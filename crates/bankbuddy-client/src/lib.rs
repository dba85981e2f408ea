//! Local ledger for personal bank CSV exports: import with deduplication,
//! per-account analysis, two-person expense splitting and a Markdown report.

pub mod analysis;
pub mod commands;
pub mod contracts;
pub mod error;
mod import;
pub mod migrations;
pub mod money;
pub mod report;
pub mod setup;
pub mod split;
pub mod state;

pub use contracts::envelope::{FailureEnvelope, SuccessEnvelope};
pub use error::{ClientError, ClientResult};

pub const API_VERSION: &str = env!("CARGO_PKG_VERSION");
▬▬▬
AIM OF THE EXERCISE
Each line above must be returned exactly as written.

OUTPUT OF THE EXERCISE
filename crates/bankbuddy-client/src/lib.rs
repository dba85981e2f408ea
//! Local ledger for personal bank CSV exports: import with deduplication,
//! per-account analysis, two-person expense splitting and a Markdown report.

pub mod analysis;
pub mod commands;
pub mod contracts;
pub mod error;
mod import;
pub mod migrations;
pub mod money;
pub mod report;
pub mod setup;
pub mod split;
pub mod state;

pub use contracts::envelope::{FailureEnvelope, SuccessEnvelope};
pub use error::{ClientError, ClientResult};

pub const API_VERSION: &str = env!("CARGO_PKG_VERSION");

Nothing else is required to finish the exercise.